Michael Schumacher: more popular than ever?
Not the smoothest comeback, but a podium in Valencia cemented a newfound love for Michael...
Michael Schumacher’s unexpectedly graceful, charming and even fragile reaction on his return to a Grand Prix podium on Sunday had us all feeling warm and fuzzy. It was, as they say, emotional. And still is now, and it’s Thursday. Is it a slightly patronising sense of sympathy? Or are we all enjoying some kind of complex, vicarious projected vindication? Or is it guilt?
Whatever it is, it is real and, considering everything else that happened in Valencia, powerful too.
Let’s not forget we saw an all-time great drive, from an all-time great driver at the top of his powers. Congratulations Mr Alonso. And we also got a chilling sense of just how hard Red Bull might be to catch for the rest of this season. And there was also Lewis Hamilton back in the news for getting himself involved in someone else’s accident, once again. Some race.
But taking the temperature of the blogs and sites and tweets and status updates and so on, it was the sight of a 43-year-old German reacquainting himself with a magnum of champagne that’s really grabbed the attention.
So why do we all love Michael now? Because, and there is no easy way to say this: he was never that popular first time round, was he? Schumacher’s utter domination of the sport in the golden Ferrari era tainted the way we thought about Formula One forever. Repeated success bred contempt. Had it not, we would all have relished Sebastian Vettel’s astonishing form over the last two seasons and not so quickly tired of it. It was the nagging sense that we were at the start of another long run of back-to-back titles that tainted our satisfaction at seeing a talent flourish so young.
And it’s not like Michael started at Ferrari with a clean slate. He cynically, clinically took Damon Hill out of the 1994 Australian Grand Prix to win his first title in 1994. To the extent that when he pulled the same move (rather less successfully) on Jacques Villenueve in the 1997 Jerz Grand Prix, he saw his entire campaign that year wiped from the history books by way of a well-overdue penalty.
There are more examples of Michael Schumacher playing fast and loose with ‘the sporting code’. You might want to tell us your favourite. One story that springs to mind from Schumacher’s first career was handed down in journalist Richard Williams’ slim, elegant volume ‘The Death of Ayrton Senna’.
Senna, according to Williams, may well have had doubts about Michael Schumacher’s Benetton B194 during the 1994 season. Later it was indeed found to have a banned traction ‘launch control’ system buried inside its software, although Flavio Briatore’s team have always insisted it was not active. Last year one of Schumacher’s team-mates in the team, Dutch racer and gravel tester Jos Verstappen, reignited the controversy with allegations that it was indeed used.

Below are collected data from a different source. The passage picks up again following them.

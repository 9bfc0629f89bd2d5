//! HTTP API layer for ballotbox.
//!
//! - **Endpoints**: account and vote routes, mounted under `/api` by the server
//! - **Extractors**: the authenticated caller
//! - **Middleware**: bearer token authentication
//!
//! Built on Axum 0.8.

pub mod endpoints;
pub mod extractors;
pub mod middleware;
pub mod response;

pub use endpoints::router;
pub use middleware::{AppState, auth_middleware};
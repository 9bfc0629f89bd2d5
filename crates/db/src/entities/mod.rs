//! Database entities.

#![allow(missing_docs)]

pub mod user;
pub mod user_vote;
pub mod vote;
pub mod vote_option;

pub use user::Entity as User;
pub use user_vote::Entity as UserVote;
pub use vote::Entity as Vote;
pub use vote_option::Entity as VoteOption;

When Michael retired/was retired from/by Ferrari in 2006 after winning five driver’s titles, it was seen as time. But then something changed. Far from spending more time with his accountants, Michael went motorcycle racing, went karting, learned how to smile again and even triumphantly appeared on our very own TopGear.

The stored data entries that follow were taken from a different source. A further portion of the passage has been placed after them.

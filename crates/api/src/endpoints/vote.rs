//! Vote endpoints.

use axum::{
    Router,
    extract::{Path, State},
    routing::{get, post, put},
};
use ballotbox_common::AppResult;
use ballotbox_core::{VoteInput, VoteWithOptions};
use ballotbox_db::entities::{vote, vote_option};
use serde::{Deserialize, Serialize};
use validator::Validate;

use crate::{
    extractors::{AuthUser, JsonBody},
    middleware::AppState,
    response::{ApiResponse, OkResponse},
};

/// Vote response.
#[derive(Serialize)]
#[serde(rename_all = "camelCase")]
pub struct VoteResponse {
    pub id: String,
    pub title: String,
    pub multi: bool,
    pub deadline: i64,
    pub creator_id: String,
    pub created_at: String,
    #[serde(skip_serializing_if = "Option::is_none")]
    pub updated_at: Option<String>,
}

impl From<vote::Model> for VoteResponse {
    fn from(vote: vote::Model) -> Self {
        Self {
            id: vote.id,
            title: vote.title,
            multi: vote.multi,
            deadline: vote.deadline,
            creator_id: vote.creator_id,
            created_at: vote.created_at.to_rfc3339(),
            updated_at: vote.updated_at.map(|t| t.to_rfc3339()),
        }
    }
}

/// Vote option response.
#[derive(Serialize)]
#[serde(rename_all = "camelCase")]
pub struct OptionResponse {
    pub id: String,
    pub content: String,
    pub position: i32,
    pub count: i32,
}

impl From<vote_option::Model> for OptionResponse {
    fn from(option: vote_option::Model) -> Self {
        Self {
            id: option.id,
            content: option.content,
            position: option.position,
            count: option.count,
        }
    }
}

/// Vote with its options, as listed.
#[derive(Serialize)]
#[serde(rename_all = "camelCase")]
pub struct VoteSummaryResponse {
    #[serde(flatten)]
    pub vote: VoteResponse,
    pub options: Vec<OptionResponse>,
}

impl From<VoteWithOptions> for VoteSummaryResponse {
    fn from(item: VoteWithOptions) -> Self {
        Self {
            vote: item.vote.into(),
            options: item.options.into_iter().map(Into::into).collect(),
        }
    }
}

/// Create vote request.
#[derive(Debug, Deserialize)]
#[serde(rename_all = "camelCase")]
pub struct CreateVoteRequest {
    pub title: String,
    pub options: Vec<String>,
    #[serde(default)]
    pub multi: bool,
    #[serde(default)]
    pub deadline: i64,
}

/// Create vote response.
#[derive(Serialize)]
#[serde(rename_all = "camelCase")]
pub struct CreateVoteResponse {
    pub vote_id: String,
}

/// Create a vote.
async fn create(
    user: AuthUser,
    State(state): State<AppState>,
    JsonBody(req): JsonBody<CreateVoteRequest>,
) -> AppResult<ApiResponse<CreateVoteResponse>> {
    let created = state
        .vote_service
        .create(
            &user.id,
            VoteInput {
                title: req.title,
                options: req.options,
                multi: req.multi,
                deadline: req.deadline,
            },
        )
        .await?;

    Ok(ApiResponse::ok(CreateVoteResponse {
        vote_id: created.vote.id,
    }))
}

/// Vote detail response.
#[derive(Serialize)]
#[serde(rename_all = "camelCase")]
pub struct VoteDetailResponse {
    pub vote: VoteResponse,
    pub options: Vec<OptionResponse>,
    pub has_voted: bool,
    pub voted_option_ids: Vec<String>,
    pub is_expired: bool,
}

/// Get a vote with the caller's selection.
async fn show(
    user: AuthUser,
    State(state): State<AppState>,
    Path(vote_id): Path<String>,
) -> AppResult<ApiResponse<VoteDetailResponse>> {
    let status = state.vote_query_service.get(&vote_id, &user.id).await?;

    Ok(ApiResponse::ok(VoteDetailResponse {
        vote: status.vote.into(),
        options: status.options.into_iter().map(Into::into).collect(),
        has_voted: status.has_voted,
        voted_option_ids: status.voted_option_ids,
        is_expired: status.is_expired,
    }))
}

/// Update vote request.
#[derive(Debug, Deserialize)]
#[serde(rename_all = "camelCase")]
pub struct UpdateVoteRequest {
    pub id: String,
    pub title: String,
    pub options: Vec<String>,
    #[serde(default)]
    pub multi: bool,
    #[serde(default)]
    pub deadline: i64,
}

/// Update vote response.
#[derive(Serialize)]
#[serde(rename_all = "camelCase")]
pub struct UpdateVoteResponse {
    pub ok: bool,
    /// Always true: replacing the options discards every ballot.
    pub results_reset: bool,
}

/// Replace a vote's title, settings and options.
async fn update(
    user: AuthUser,
    State(state): State<AppState>,
    JsonBody(req): JsonBody<UpdateVoteRequest>,
) -> AppResult<ApiResponse<UpdateVoteResponse>> {
    state
        .vote_service
        .update(
            &req.id,
            &user.id,
            VoteInput {
                title: req.title,
                options: req.options,
                multi: req.multi,
                deadline: req.deadline,
            },
        )
        .await?;

    Ok(ApiResponse::ok(UpdateVoteResponse {
        ok: true,
        results_reset: true,
    }))
}

/// Delete a vote.
async fn remove(
    user: AuthUser,
    State(state): State<AppState>,
    Path(vote_id): Path<String>,
) -> AppResult<ApiResponse<OkResponse>> {
    state.vote_service.delete(&vote_id, &user.id).await?;

    Ok(ApiResponse::ok(OkResponse::new()))
}

/// Submit ballot request.
#[derive(Debug, Deserialize, Validate)]
#[serde(rename_all = "camelCase")]
pub struct SubmitRequest {
    #[validate(length(min = 1, max = 32))]
    pub vote_id: String,
    pub option_ids: Vec<String>,
}

/// Submit a ballot.
async fn submit(
    user: AuthUser,
    State(state): State<AppState>,
    JsonBody(req): JsonBody<SubmitRequest>,
) -> AppResult<ApiResponse<OkResponse>> {
    req.validate()?;

    state
        .ballot_service
        .submit(&user.id, &req.vote_id, &req.option_ids)
        .await?;

    Ok(ApiResponse::ok(OkResponse::new()))
}

/// Votes created by the caller.
async fn my_votes(
    user: AuthUser,
    State(state): State<AppState>,
) -> AppResult<ApiResponse<Vec<VoteSummaryResponse>>> {
    let votes = state.vote_query_service.list_by_creator(&user.id).await?;

    Ok(ApiResponse::ok(votes.into_iter().map(Into::into).collect()))
}

/// All votes.
async fn all_votes(
    _user: AuthUser,
    State(state): State<AppState>,
) -> AppResult<ApiResponse<Vec<VoteSummaryResponse>>> {
    let votes = state.vote_query_service.list_all().await?;

    Ok(ApiResponse::ok(votes.into_iter().map(Into::into).collect()))
}

pub fn router() -> Router<AppState> {
    Router::new()
        .route("/create", post(create))
        .route("/update", put(update))
        .route("/submit", post(submit))
        .route("/my", get(my_votes))
        .route("/all", get(all_votes))
        .route("/{id}", get(show).delete(remove))
}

And then he came back to F1 and… well, it’s not been easy has it? As a driver, Nico Rosberg has never got anybody terribly excited and yet for most of the time he’s been paired with Michael he’s blown the old fella’s doors off.
There have times when it’s been almost embarrassing for Michael, but the overwhelming emotion has not been schadenfreunde, but sympathy. And especially this year, now Mercedes, in their own and Michael’s third year back, have finally started to get their act together. All those breakdowns, the odd ‘senior moment’ and that pit-stop-cock-up in China have somehow exaggerated that sympathy so when Michael put it on ‘pole’ in Monaco you could hear bells ring out around the world.
Michael’s new-found sense of ease with the world has helped: all those winks and waves always go down well. And it’s clearly a good way to run a career, let alone one as successful as Michael’s; you don’t win 91 races and an awful lot of money without a degree of ruthlessness and according opprobrium. So get that all out of the way, take a break, then come back and just get on with enjoying it. As Michael clearly is.
But it’s more than that isn’t it. It’s just a great story, one we see every time we go to the cinema. Success, hubris, adversity, alienation, vindication and thus redemption. Classic stuff. And just what F1 needs. Now let’s get a win Michael and you can retire for good, knowing you will undoubtedly be well-remembered.